(What you need to do): From the records below, copy every line that contains the word "memory".

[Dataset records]
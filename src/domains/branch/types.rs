use crate::domains::core::actor_state::{EventSourcedDto, RecordedEvent};
use crate::domains::core::events::GraceEvent;
use crate::types::{EntityKind, RetentionPolicy};
use chrono::{DateTime, Utc};
use serde::{Deserialize, Serialize};
use uuid::Uuid;

/// Branch entity read-model. The `latest_*` pointers are maintained by
/// in-memory pointer events and re-derived from the read-model index
/// on activation; `based_on` persists through Created/Rebased and is
/// moved in memory by promotions.
#[derive(Debug, Clone, Default, Serialize, Deserialize)]
pub struct BranchDto {
    pub branch_id: Uuid,
    pub repository_id: Uuid,
    pub parent_branch_id: Option<Uuid>,
    pub branch_name: String,
    pub based_on: Option<Uuid>,
    pub based_on_changed_at: Option<DateTime<Utc>>,
    pub latest_promotion: Option<Uuid>,
    pub latest_commit: Option<Uuid>,
    pub latest_checkpoint: Option<Uuid>,
    pub latest_save: Option<Uuid>,
    pub assign_enabled: bool,
    pub promotion_enabled: bool,
    pub commit_enabled: bool,
    pub checkpoint_enabled: bool,
    pub save_enabled: bool,
    pub tag_enabled: bool,
    pub external_enabled: bool,
    pub auto_rebase_enabled: bool,
    pub created_at: Option<DateTime<Utc>>,
    pub updated_at: Option<DateTime<Utc>>,
    pub deleted_at: Option<DateTime<Utc>>,
    pub delete_reason: String,
}

/// Commands accepted by the branch actor
#[derive(Debug, Clone)]
pub enum BranchCommand {
    Create {
        repository_id: Uuid,
        branch_name: String,
        parent_branch_id: Option<Uuid>,
        based_on: Option<Uuid>,
    },
    Rebase {
        reference_id: Uuid,
    },
    SetName {
        branch_name: String,
    },
    EnableAssign {
        enabled: bool,
    },
    EnablePromotion {
        enabled: bool,
    },
    EnableCommit {
        enabled: bool,
    },
    EnableCheckpoint {
        enabled: bool,
    },
    EnableSave {
        enabled: bool,
    },
    EnableTag {
        enabled: bool,
    },
    EnableExternal {
        enabled: bool,
    },
    EnableAutoRebase {
        enabled: bool,
    },
    Assign {
        directory_version_id: Uuid,
        sha256_hash: String,
        reference_text: String,
    },
    Promote {
        directory_version_id: Uuid,
        sha256_hash: String,
        reference_text: String,
    },
    Commit {
        directory_version_id: Uuid,
        sha256_hash: String,
        reference_text: String,
    },
    Checkpoint {
        directory_version_id: Uuid,
        sha256_hash: String,
        reference_text: String,
    },
    Save {
        directory_version_id: Uuid,
        sha256_hash: String,
        reference_text: String,
    },
    Tag {
        directory_version_id: Uuid,
        sha256_hash: String,
        reference_text: String,
    },
    CreateExternal {
        directory_version_id: Uuid,
        sha256_hash: String,
        reference_text: String,
    },
    RemoveReference {
        reference_id: Uuid,
    },
    DeleteLogical {
        delete_reason: String,
        force: bool,
    },
    /// Cascade entry point: a deleting repository passes its own
    /// retention down so the branch never re-enters the parent's turn
    /// for a lookup.
    DeleteLogicalCascade {
        delete_reason: String,
        retention: RetentionPolicy,
    },
    DeletePhysical,
    Undelete,
}

/// Events recorded against a branch. The pointer-update variants
/// (Assigned through ExternalCreated) are applied in memory only; the
/// authoritative creation event lives on the reference entity.
#[derive(Debug, Clone, Serialize, Deserialize)]
#[serde(tag = "type")]
pub enum BranchEvent {
    Created {
        branch_id: Uuid,
        repository_id: Uuid,
        branch_name: String,
        parent_branch_id: Option<Uuid>,
        based_on: Option<Uuid>,
    },
    Rebased {
        based_on: Uuid,
        rebase_reference_id: Uuid,
    },
    NameSet {
        branch_name: String,
    },
    AssignEnabledSet {
        enabled: bool,
    },
    PromotionEnabledSet {
        enabled: bool,
    },
    CommitEnabledSet {
        enabled: bool,
    },
    CheckpointEnabledSet {
        enabled: bool,
    },
    SaveEnabledSet {
        enabled: bool,
    },
    TagEnabledSet {
        enabled: bool,
    },
    ExternalEnabledSet {
        enabled: bool,
    },
    AutoRebaseEnabledSet {
        enabled: bool,
    },
    Assigned {
        reference_id: Uuid,
    },
    Promoted {
        reference_id: Uuid,
    },
    Committed {
        reference_id: Uuid,
    },
    Checkpointed {
        reference_id: Uuid,
    },
    Saved {
        reference_id: Uuid,
    },
    Tagged {
        reference_id: Uuid,
    },
    ExternalCreated {
        reference_id: Uuid,
    },
    ReferenceRemoved {
        reference_id: Uuid,
    },
    LogicalDeleted {
        delete_reason: String,
    },
    Undeleted,
    PhysicalDeleted,
}

impl EventSourcedDto for BranchDto {
    type Event = BranchEvent;

    const KIND: EntityKind = EntityKind::Branch;

    fn update_dto(mut dto: Self, recorded: &RecordedEvent<BranchEvent>) -> Self {
        let at = recorded.metadata.timestamp;
        match &recorded.event {
            BranchEvent::Created {
                branch_id,
                repository_id,
                branch_name,
                parent_branch_id,
                based_on,
            } => {
                dto.branch_id = *branch_id;
                dto.repository_id = *repository_id;
                dto.branch_name = branch_name.clone();
                dto.parent_branch_id = *parent_branch_id;
                dto.based_on = *based_on;
                dto.based_on_changed_at = Some(at);
                dto.assign_enabled = true;
                dto.promotion_enabled = true;
                dto.commit_enabled = true;
                dto.checkpoint_enabled = true;
                dto.save_enabled = true;
                dto.tag_enabled = true;
                dto.external_enabled = true;
                dto.auto_rebase_enabled = true;
                dto.created_at = Some(at);
            }
            BranchEvent::Rebased { based_on, .. } => {
                dto.based_on = Some(*based_on);
                dto.based_on_changed_at = Some(at);
            }
            BranchEvent::NameSet { branch_name } => dto.branch_name = branch_name.clone(),
            BranchEvent::AssignEnabledSet { enabled } => dto.assign_enabled = *enabled,
            BranchEvent::PromotionEnabledSet { enabled } => dto.promotion_enabled = *enabled,
            BranchEvent::CommitEnabledSet { enabled } => dto.commit_enabled = *enabled,
            BranchEvent::CheckpointEnabledSet { enabled } => dto.checkpoint_enabled = *enabled,
            BranchEvent::SaveEnabledSet { enabled } => dto.save_enabled = *enabled,
            BranchEvent::TagEnabledSet { enabled } => dto.tag_enabled = *enabled,
            BranchEvent::ExternalEnabledSet { enabled } => dto.external_enabled = *enabled,
            BranchEvent::AutoRebaseEnabledSet { enabled } => dto.auto_rebase_enabled = *enabled,
            BranchEvent::Assigned { reference_id } | BranchEvent::Promoted { reference_id } => {
                dto.latest_promotion = Some(*reference_id);
                dto.based_on = Some(*reference_id);
                dto.based_on_changed_at = Some(at);
            }
            BranchEvent::Committed { reference_id } => dto.latest_commit = Some(*reference_id),
            BranchEvent::Checkpointed { reference_id } => {
                dto.latest_checkpoint = Some(*reference_id)
            }
            BranchEvent::Saved { reference_id } => dto.latest_save = Some(*reference_id),
            // Tags and external references have no latest pointer.
            BranchEvent::Tagged { .. } | BranchEvent::ExternalCreated { .. } => {}
            // Removal has no read-model effect; the authoritative
            // deletion is recorded on the reference entity itself.
            BranchEvent::ReferenceRemoved { .. } => {}
            BranchEvent::LogicalDeleted { delete_reason } => {
                dto.deleted_at = Some(at);
                dto.delete_reason = delete_reason.clone();
            }
            BranchEvent::Undeleted => {
                dto.deleted_at = None;
                dto.delete_reason.clear();
            }
            BranchEvent::PhysicalDeleted => return BranchDto::default(),
        }
        dto.updated_at = Some(at);
        dto
    }

    fn event_name(event: &BranchEvent) -> &'static str {
        match event {
            BranchEvent::Created { .. } => "Created",
            BranchEvent::Rebased { .. } => "Rebased",
            BranchEvent::NameSet { .. } => "NameSet",
            BranchEvent::AssignEnabledSet { .. } => "AssignEnabledSet",
            BranchEvent::PromotionEnabledSet { .. } => "PromotionEnabledSet",
            BranchEvent::CommitEnabledSet { .. } => "CommitEnabledSet",
            BranchEvent::CheckpointEnabledSet { .. } => "CheckpointEnabledSet",
            BranchEvent::SaveEnabledSet { .. } => "SaveEnabledSet",
            BranchEvent::TagEnabledSet { .. } => "TagEnabledSet",
            BranchEvent::ExternalEnabledSet { .. } => "ExternalEnabledSet",
            BranchEvent::AutoRebaseEnabledSet { .. } => "AutoRebaseEnabledSet",
            BranchEvent::Assigned { .. } => "Assigned",
            BranchEvent::Promoted { .. } => "Promoted",
            BranchEvent::Committed { .. } => "Committed",
            BranchEvent::Checkpointed { .. } => "Checkpointed",
            BranchEvent::Saved { .. } => "Saved",
            BranchEvent::Tagged { .. } => "Tagged",
            BranchEvent::ExternalCreated { .. } => "ExternalCreated",
            BranchEvent::ReferenceRemoved { .. } => "ReferenceRemoved",
            BranchEvent::LogicalDeleted { .. } => "LogicalDeleted",
            BranchEvent::Undeleted => "Undeleted",
            BranchEvent::PhysicalDeleted => "PhysicalDeleted",
        }
    }

    fn wrap(event: BranchEvent) -> GraceEvent {
        GraceEvent::BranchEvent(event)
    }
}
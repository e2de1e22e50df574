use crate::context::ApplicationContext;
use crate::domains::reference::types::{ReferenceCommand, ReferenceDto};
use crate::errors::{DomainError, ServiceResult};
use crate::pipeline::{
    self, parameter_snapshot, path_checks, require_id, CommandResponse, PathParameters,
};
use crate::resolver;
use crate::types::EventMetadata;
use crate::validation::{check, parse_uuid, ValidationBuilder};
use serde::{Deserialize, Serialize};

#[derive(Debug, Clone, Serialize, Deserialize)]
pub struct ReferenceParameters {
    #[serde(flatten)]
    pub path: PathParameters,
    pub reference_id: String,
}

#[derive(Debug, Clone, Serialize, Deserialize)]
pub struct DeleteReferenceParameters {
    #[serde(flatten)]
    pub path: PathParameters,
    pub reference_id: String,
    pub delete_reason: String,
}

#[derive(Debug, Clone, Serialize, Deserialize)]
pub struct ListReferencesParameters {
    #[serde(flatten)]
    pub path: PathParameters,
    pub max_count: usize,
}

/// Query and lifecycle surface for reference entities. References are
/// created through branch commands; this service reads, deletes, and
/// undeletes them by id.
#[derive(Clone)]
pub struct ReferenceService {
    app: ApplicationContext,
}

impl ReferenceService {
    pub fn new(app: ApplicationContext) -> Self {
        Self { app }
    }

    fn reference_checks(params_reference_id: &str) -> crate::validation::Check<'static> {
        let value = params_reference_id.to_string();
        check(async move {
            ValidationBuilder::new("reference_id", Some(value))
                .required()
                .uuid_string()
                .check()
        })
    }

    pub async fn get(&self, params: ReferenceParameters) -> ServiceResult<ReferenceDto> {
        let snapshot = parameter_snapshot(&params);
        let correlation_id = params.path.correlation_id.clone();
        let mut checks = path_checks(&params.path);
        checks.push(Self::reference_checks(&params.reference_id));
        let app = &self.app;
        pipeline::run_query(&correlation_id, snapshot, checks, async {
            let reference_id = parse_uuid("reference_id", &params.reference_id)?;
            let proxy = app.host().reference(reference_id).await?;
            if !proxy.exists().await? {
                return Err(DomainError::not_found("reference", reference_id));
            }
            proxy.get().await
        })
        .await
    }

    /// Reference dtos of a branch in application order, bounded by
    /// `max_count`.
    pub async fn list(&self, params: ListReferencesParameters) -> ServiceResult<Vec<ReferenceDto>> {
        let snapshot = parameter_snapshot(&params);
        let correlation_id = params.path.correlation_id.clone();
        let app = &self.app;
        pipeline::run_query(&correlation_id, snapshot, path_checks(&params.path), async {
            let resolved =
                resolver::resolve_path(&app.cache, &app.actors, &params.path).await?;
            let branch_id = require_id(resolved.branch_id, "branch")?;
            let mut references = Vec::new();
            for summary in app.index().references_of(branch_id) {
                if references.len() >= params.max_count {
                    break;
                }
                let proxy = app.host().reference(summary.reference_id).await?;
                if proxy.exists().await? {
                    references.push(proxy.get().await?);
                }
            }
            Ok(references)
        })
        .await
    }

    pub async fn delete(&self, params: DeleteReferenceParameters) -> ServiceResult<CommandResponse> {
        let snapshot = parameter_snapshot(&params);
        let correlation_id = params.path.correlation_id.clone();
        let mut checks = path_checks(&params.path);
        checks.push(Self::reference_checks(&params.reference_id));
        let app = &self.app;
        pipeline::run_command(&correlation_id, snapshot, checks, async {
            let resolved =
                resolver::resolve_path(&app.cache, &app.actors, &params.path).await?;
            let reference_id = parse_uuid("reference_id", &params.reference_id)?;
            let metadata = EventMetadata::new(&correlation_id);
            let outcome = app
                .host()
                .reference(reference_id)
                .await?
                .handle(
                    ReferenceCommand::DeleteLogical {
                        delete_reason: params.delete_reason.clone(),
                        retention: None,
                    },
                    metadata,
                )
                .await?;
            Ok((outcome, resolved))
        })
        .await
    }

    pub async fn undelete(&self, params: ReferenceParameters) -> ServiceResult<CommandResponse> {
        let snapshot = parameter_snapshot(&params);
        let correlation_id = params.path.correlation_id.clone();
        let mut checks = path_checks(&params.path);
        checks.push(Self::reference_checks(&params.reference_id));
        let app = &self.app;
        pipeline::run_command(&correlation_id, snapshot, checks, async {
            let resolved =
                resolver::resolve_path(&app.cache, &app.actors, &params.path).await?;
            let reference_id = parse_uuid("reference_id", &params.reference_id)?;
            let metadata = EventMetadata::new(&correlation_id);
            let outcome = app
                .host()
                .reference(reference_id)
                .await?
                .handle(ReferenceCommand::Undelete, metadata)
                .await?;
            Ok((outcome, resolved))
        })
        .await
    }
}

(Response):
/// in-memory pointer events and re-derived from the read-model index
/// moved in memory by promotions.
/// (Assigned through ExternalCreated) are applied in memory only; the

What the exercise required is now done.